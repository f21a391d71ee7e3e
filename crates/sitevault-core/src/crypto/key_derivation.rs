//! Key derivation
//!
//! - Password + pin are combined into one 256-bit account key with
//!   HMAC-SHA256 (keyed by the pin).
//! - Every encryption stretches its key with PBKDF2-HMAC-SHA256 over a fresh
//!   random salt at the configured iteration count.

use hmac::{Hmac, Mac};
use rand::rngs::OsRng;
use rand::RngCore;
use sha2::Sha256;
use zeroize::{Zeroize, Zeroizing};

use super::SecretBytes;
use crate::error::{Result, VaultError};

type HmacSha256 = Hmac<Sha256>;

/// Salt length in bytes
pub const SALT_LEN: usize = 16;

/// Derived key length in bytes (AES-256)
pub const KEY_LEN: usize = 32;

/// Default work factor for PBKDF2
pub const DEFAULT_ITERATIONS: u32 = 100_000;

/// Generate a cryptographically secure random salt
pub fn generate_salt() -> [u8; SALT_LEN] {
    let mut salt = [0u8; SALT_LEN];
    OsRng.fill_bytes(&mut salt);
    salt
}

/// Combine a password and a pin into a single 32-byte key
pub fn combine_credentials(password: &SecretBytes, pin: &SecretBytes) -> Result<SecretBytes> {
    if password.is_empty() || pin.is_empty() {
        return Err(VaultError::Validation(
            "Password and pin must not be empty".to_string(),
        ));
    }

    let mut mac = <HmacSha256 as Mac>::new_from_slice(pin.expose())
        .map_err(|e| VaultError::KeyDerivation(e.to_string()))?;
    mac.update(password.expose());

    let mut digest = mac.finalize().into_bytes();
    let key = SecretBytes::from_slice(&digest);
    digest.as_mut_slice().zeroize();

    Ok(key)
}

/// Stretch `key` into a 256-bit cipher key with PBKDF2-HMAC-SHA256
pub fn stretch_key(key: &[u8], salt: &[u8], iterations: u32) -> Result<Zeroizing<[u8; KEY_LEN]>> {
    if iterations == 0 {
        return Err(VaultError::KeyDerivation(
            "Iteration count must be positive".to_string(),
        ));
    }

    let mut output = Zeroizing::new([0u8; KEY_LEN]);
    pbkdf2::pbkdf2::<HmacSha256>(key, salt, iterations, &mut output[..])
        .map_err(|e| VaultError::KeyDerivation(e.to_string()))?;

    Ok(output)
}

****************************************

● **EXERCISE**:
What is the number of lines in the data above that contain the word "length"? Report the figure only.

● **EXERCISE RESPONSE**:
2